De raadsman heeft zich op het standpunt gesteld dat de vordering moet worden afgewezen, gelet op de bepleitte vrijspraak.
De benadeelde partij zal in de vordering niet-ontvankelijk worden verklaard, omdat aan verdachte geen straf of maatregel is opgelegd en artikel 9a van het Wetboek van Strafrecht niet is toegepast.

6.Beslissing

De rechtbank komt op grond van het voorgaande tot de volgende beslissing.
Verklaart de ten laste gelegde feiten niet bewezen en spreekt verdachte daarvan vrij.
Verklaart [benadeelde partij] niet-ontvankelijk in zijn vordering.

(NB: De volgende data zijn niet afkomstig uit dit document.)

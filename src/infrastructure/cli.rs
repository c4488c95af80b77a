use clap::Parser;

use crate::core::countdown::CountdownConfig;
use crate::utils::version;

#[derive(Parser, Debug, Default)]
#[command(author, version = version(), about)]
pub struct Cli {
    #[arg(
        short,
        long,
        value_name = "FLOAT",
        value_parser = parse_rate,
        help = "Tick rate, i.e. number of ticks per second",
        default_value_t = 4.0
    )]
    pub tick_rate: f64,

    #[arg(
        short,
        long,
        value_name = "FLOAT",
        value_parser = parse_rate,
        help = "Frame rate, i.e. number of frames per second",
        default_value_t = 30.0
    )]
    pub frame_rate: f64,

    #[arg(short, long, value_name = "INT", help = "Days to count down")]
    pub days: Option<i64>,

    #[arg(short = 'H', long, value_name = "INT", help = "Hours to count down (max. 23)")]
    pub hours: Option<i64>,

    #[arg(short, long, value_name = "INT", help = "Minutes to count down (max. 59)")]
    pub minutes: Option<i64>,

    #[arg(short, long, value_name = "INT", help = "Seconds to count down")]
    pub seconds: Option<i64>,

    #[arg(
        short,
        long,
        value_name = "DATETIME",
        help = "Count down to this date and time, e.g. 2030-08-27T23:25:59+02:00"
    )]
    pub until: Option<String>,

    #[arg(long, value_name = "TEXT", help = "Slide title")]
    pub title: Option<String>,
}

/// Rates become timer periods, so they must be finite and positive.
fn parse_rate(s: &str) -> Result<f64, String> {
    let rate: f64 = s.parse().map_err(|e| format!("{e}"))?;
    if rate.is_finite() && rate > 0.0 {
        Ok(rate)
    } else {
        Err(format!("{rate} is not a positive rate"))
    }
}

impl Cli {
    /// Apply countdown flags on top of configured inputs.
    ///
    /// Passing any unit flag replaces all four units, unset ones counting as
    /// zero, so `--minutes 10` means ten minutes rather than ten minutes plus
    /// whatever the config file held.
    pub fn countdown(&self, base: CountdownConfig) -> CountdownConfig {
        let units = [self.days, self.hours, self.minutes, self.seconds];
        let mut countdown = if units.iter().any(Option::is_some) {
            CountdownConfig {
                until: base.until,
                ..CountdownConfig::new(
                    self.days.unwrap_or_default(),
                    self.hours.unwrap_or_default(),
                    self.minutes.unwrap_or_default(),
                    self.seconds.unwrap_or_default(),
                )
            }
        } else {
            base
        };

        if let Some(until) = &self.until {
            countdown.until = Some(until.clone());
        }
        countdown
    }
}

#[cfg(test)]
mod tests {
    use pretty_assertions::assert_eq;

    use super::*;
    use crate::core::countdown::Countdown;

    fn parse(args: &[&str]) -> Cli {
        Cli::try_parse_from(std::iter::once("slide-countdown").chain(args.iter().copied()))
            .expect("arguments should parse")
    }

    #[test]
    fn test_defaults() {
        let cli = parse(&[]);
        assert_eq!(cli.tick_rate, 4.0);
        assert_eq!(cli.frame_rate, 30.0);
        assert_eq!(
            cli.countdown(CountdownConfig::new(0, 0, 5, 0)),
            CountdownConfig::new(0, 0, 5, 0)
        );
    }

    #[test]
    fn test_unit_flags_replace_configured_units() {
        let cli = parse(&["--minutes", "10", "-H", "1"]);
        assert_eq!(
            cli.countdown(CountdownConfig::new(2, 0, 5, 30)),
            CountdownConfig::new(0, 1, 10, 0)
        );
    }

    #[test]
    fn test_until_flag() {
        let cli = parse(&["--until", "2030-08-27T23:25:59+02:00"]);
        let countdown = cli.countdown(CountdownConfig::new(0, 0, 5, 0));
        assert_eq!(countdown.minutes, 5);
        assert_eq!(countdown.until.as_deref(), Some("2030-08-27T23:25:59+02:00"));
    }

    #[test]
    fn test_rates_must_be_positive() {
        for args in [
            ["--tick-rate", "0"],
            ["--frame-rate", "0"],
            ["--tick-rate", "-4"],
            ["--frame-rate", "inf"],
        ] {
            let result =
                Cli::try_parse_from(std::iter::once("slide-countdown").chain(args));
            assert!(result.is_err(), "{args:?} should be rejected");
        }
        assert_eq!(parse(&["--tick-rate", "0.5"]).tick_rate, 0.5);
    }

    #[test]
    fn test_huge_days_flag() {
        let cli = parse(&["--days", "200000000000000"]);
        let config = cli.countdown(CountdownConfig::default());
        let countdown = Countdown::initialize(&config, chrono::Utc::now());
        assert_eq!(countdown.total_seconds(), i64::MAX);
    }

    #[test]
    fn test_title_flag() {
        let cli = parse(&["--title", "Keynote"]);
        assert_eq!(cli.title.as_deref(), Some("Keynote"));
    }
}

De benadeelde partij en de verdachte zullen ieder de eigen kosten dragen.
Dit vonnis is gewezen door
mr. R.A. Sipkens, voorzitter,
mrs. M. van Mourik en E.G.M.M. van Gessel, rechters,
in tegenwoordigheid van mr. C.W. van der Hoek, griffier,
en uitgesproken op de openbare terechtzitting van deze rechtbank van 26 augustus 2021.